Observation data Epoch J2000 Equinox ICRS
- Constellation: Andromeda
- Right ascension: 00^{h} 36^{m} 20.09863^{s}
- Declination: +27° 15′ 17.1519″
- Apparent magnitude (V): 6.51

Characteristics
- Evolutionary stage: Main sequence
- Spectral type: B8.5 IIIp HgMn
- B−V color index: −0.070±0.011
- Variable type: α^{2} CVn

Astrometry
- Radial velocity (R_{v}): +4.0±7.4 km/s
- Proper motion (μ): RA: +15.96 mas/yr Dec.: −11.11 mas/yr
- Parallax (π): 4.59±0.65 mas
- Distance: approx. 700 ly (approx. 220 pc)
- Absolute magnitude (M_{V}): −0.13

Orbit
- Period (P): 399.6±2.1 d
- Eccentricity (e): 0.57±0.09
- Periastron epoch (T): 2440462.38 ± 6.05 JD
- Argument of periastron (ω) (secondary): 304±11°
- Semi-amplitude (K_{1}) (primary): 8.07±1.07 km/s

Details

HD 3322 A
- Mass: 3.68±0.21 M_{☉}
- Radius: 4.8 R_{☉}
- Luminosity: 246+91 −66 L_{☉}
- Surface gravity (log g): 3.821±0.056 cgs
- Temperature: 12,882+90 −88 K
- Rotational velocity (v sin i): 14 km/s
- Other designations: PY And, BD+26° 91, HD 3322, HIP 2865, HR 149, SAO 74136, PPM 89965

Database references
- SIMBAD: data

= HD 3322 =

Binary star in the constellation Andromeda

HD 3322 is a binary star system in the northern constellation of Andromeda. With an apparent visual magnitude of 6.51, it lies below the nominal brightness limit for visibility with the normal naked eye, but it is still possible to see the star with excellent vision under ideal seeing conditions. An annual parallax shift of 4.59±0.65 mas provides a distance estimate of roughly 700 light years.
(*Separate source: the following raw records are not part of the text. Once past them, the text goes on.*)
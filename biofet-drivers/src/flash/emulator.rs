//! Bus-level W25Q emulator for driver tests
//!
//! Models what the driver must get right on the wire:
//! - commands are framed by chip select
//! - erase/program need the write enable latch, which auto-clears
//! - the device reports BUSY for a while after erase/program
//! - programming ANDs into the array and wraps inside the page
//!
//! Protocol misuse is recorded in `violations` rather than panicking.

use std::cell::RefCell;
use std::rc::Rc;
use std::vec::Vec;

use biofet_hal::select::ChipSelect;
use biofet_hal::spi::SpiBus;
use embedded_hal::delay::DelayNs;

use super::w25q::{cmd, STATUS_BUSY, STATUS_WEL};

const CAPACITY: usize = 0x40_0000;
const SECTOR: usize = 4096;
const PAGE: usize = 256;

#[derive(Debug, Clone, Copy, PartialEq, Eq)]
pub struct BusFault;

struct Chip {
    mem: Vec<u8>,
    wel: bool,
    /// Status reads left before BUSY clears
    busy_left: u32,
    /// Status reads reported after each erase/program
    busy_polls: u32,
    stuck: bool,
    bus_fault: bool,
    selected: bool,
    /// Bytes written in the current transaction
    command: Vec<u8>,
    /// Bytes already returned in the current transaction's data phase
    read_pos: usize,
    transactions: Vec<Vec<u8>>,
    violations: Vec<&'static str>,
}

impl Chip {
    fn busy(&self) -> bool {
        self.stuck || self.busy_left > 0
    }

    fn status(&mut self) -> u8 {
        let mut status = 0;
        if self.busy() {
            status |= STATUS_BUSY;
        }
        if self.wel {
            status |= STATUS_WEL;
        }
        self.busy_left = self.busy_left.saturating_sub(1);
        status
    }

    fn next_read_byte(&mut self) -> u8 {
        let pos = self.read_pos;
        self.read_pos += 1;

        match self.command.first().copied() {
            Some(cmd::READ_STATUS_1) => self.status(),
            Some(cmd::JEDEC_ID) => [0xEF, 0x40, 0x16].get(pos).copied().unwrap_or(0xFF),
            Some(cmd::READ_DATA) if self.command.len() >= 4 => {
                self.mem[(address(&self.command) + pos) % CAPACITY]
            }
            _ => {
                self.violations.push("read without a read command");
                0xFF
            }
        }
    }

    /// Execute the write commands, which take effect when select is released
    fn complete(&mut self) {
        let command = core::mem::take(&mut self.command);
        let Some(&opcode) = command.first() else {
            return;
        };

        if self.busy() && opcode != cmd::READ_STATUS_1 {
            self.violations.push("command issued while busy");
        }

        match opcode {
            cmd::WRITE_ENABLE => self.wel = true,
            cmd::SECTOR_ERASE | cmd::CHIP_ERASE | cmd::PAGE_PROGRAM => {
                if !self.wel {
                    self.violations.push("write without write enable");
                } else {
                    self.write(opcode, &command);
                    self.wel = false;
                    self.busy_left = self.busy_polls;
                }
            }
            _ => {}
        }

        self.transactions.push(command);
    }

    fn write(&mut self, opcode: u8, command: &[u8]) {
        if opcode == cmd::CHIP_ERASE {
            self.mem.fill(0xFF);
            return;
        }
        if command.len() < 4 {
            self.violations.push("missing address");
            return;
        }
        let addr = address(command);

        if opcode == cmd::SECTOR_ERASE {
            let base = addr - addr % SECTOR;
            self.mem[base..base + SECTOR].fill(0xFF);
            return;
        }

        let page = addr - addr % PAGE;
        for (i, &byte) in command[4..].iter().enumerate() {
            let cell = page + (addr + i) % PAGE;
            if byte & !self.mem[cell] != 0 {
                self.violations.push("program over unerased bits");
            }
            self.mem[cell] &= byte;
        }
    }
}

/// 24-bit address following the opcode
fn address(command: &[u8]) -> usize {
    ((command[1] as usize) << 16) | ((command[2] as usize) << 8) | command[3] as usize
}

/// Shared handle to the emulated device
#[derive(Clone)]
pub struct Emulator(Rc<RefCell<Chip>>);

impl Emulator {
    /// Blank device, reports BUSY for 3 polls after each erase/program
    pub fn new() -> Self {
        Self(Rc::new(RefCell::new(Chip {
            mem: std::vec![0xFF; CAPACITY],
            wel: false,
            busy_left: 0,
            busy_polls: 3,
            stuck: false,
            bus_fault: false,
            selected: false,
            command: Vec::new(),
            read_pos: 0,
            transactions: Vec::new(),
            violations: Vec::new(),
        })))
    }

    pub fn spi(&self) -> EmulatorSpi {
        EmulatorSpi(self.clone())
    }

    pub fn select(&self) -> EmulatorSelect {
        EmulatorSelect(self.clone())
    }

    /// Bytes written in every completed transaction, in order
    pub fn transactions(&self) -> Vec<Vec<u8>> {
        self.0.borrow().transactions.clone()
    }

    pub fn violations(&self) -> Vec<&'static str> {
        self.0.borrow().violations.clone()
    }

    pub fn is_selected(&self) -> bool {
        self.0.borrow().selected
    }

    pub fn set_busy_polls(&self, polls: u32) {
        self.0.borrow_mut().busy_polls = polls;
    }

    /// Keep BUSY set forever
    pub fn set_stuck(&self, stuck: bool) {
        self.0.borrow_mut().stuck = stuck;
    }

    /// Fail every bus transfer
    pub fn set_bus_fault(&self, fault: bool) {
        self.0.borrow_mut().bus_fault = fault;
    }

    /// Overwrite the whole array
    pub fn fill(&self, byte: u8) {
        self.0.borrow_mut().mem.fill(byte);
    }
}

pub struct EmulatorSpi(Emulator);

impl SpiBus for EmulatorSpi {
    type Error = BusFault;

    fn write(&mut self, data: &[u8]) -> Result<(), Self::Error> {
        let mut chip = (self.0).0.borrow_mut();
        if chip.bus_fault {
            return Err(BusFault);
        }
        if !chip.selected {
            chip.violations.push("write while deselected");
        }
        chip.command.extend_from_slice(data);
        Ok(())
    }

    fn read(&mut self, buf: &mut [u8]) -> Result<(), Self::Error> {
        let mut chip = (self.0).0.borrow_mut();
        if chip.bus_fault {
            return Err(BusFault);
        }
        if !chip.selected {
            chip.violations.push("read while deselected");
        }
        for byte in buf.iter_mut() {
            *byte = chip.next_read_byte();
        }
        Ok(())
    }
}

pub struct EmulatorSelect(Emulator);

impl ChipSelect for EmulatorSelect {
    type Error = core::convert::Infallible;

    fn select(&mut self) -> Result<(), Self::Error> {
        let mut chip = (self.0).0.borrow_mut();
        if chip.selected {
            chip.violations.push("nested select");
        }
        chip.selected = true;
        chip.command.clear();
        chip.read_pos = 0;
        Ok(())
    }

    fn deselect(&mut self) -> Result<(), Self::Error> {
        let mut chip = (self.0).0.borrow_mut();
        chip.selected = false;
        chip.complete();
        Ok(())
    }
}

/// Delay that only accumulates the requested time
#[derive(Default)]
pub struct EmulatorDelay {
    pub total_us: u64,
}

impl DelayNs for EmulatorDelay {
    fn delay_ns(&mut self, ns: u32) {
        self.total_us += (ns / 1000) as u64;
    }
}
This is a single-lined spectroscopic binary star system with an orbital period of around 400 days and an eccentricity of 0.57. The visible component has a stellar classification of B8.5 IIIp HgMn, matching a chemically peculiar B-type giant mercury-manganese star. Catalano and Leone (1991) found it to be a α^{2} CVn variable with a period of 4.6904 days, and thus it received the variable star designation PY And. It has an estimated 3.7 times the mass of the Sun and about 4.8 times the Sun's radius. It is radiating around 246 times the Sun's luminosity from its photosphere at an effective temperature of 12,882 K.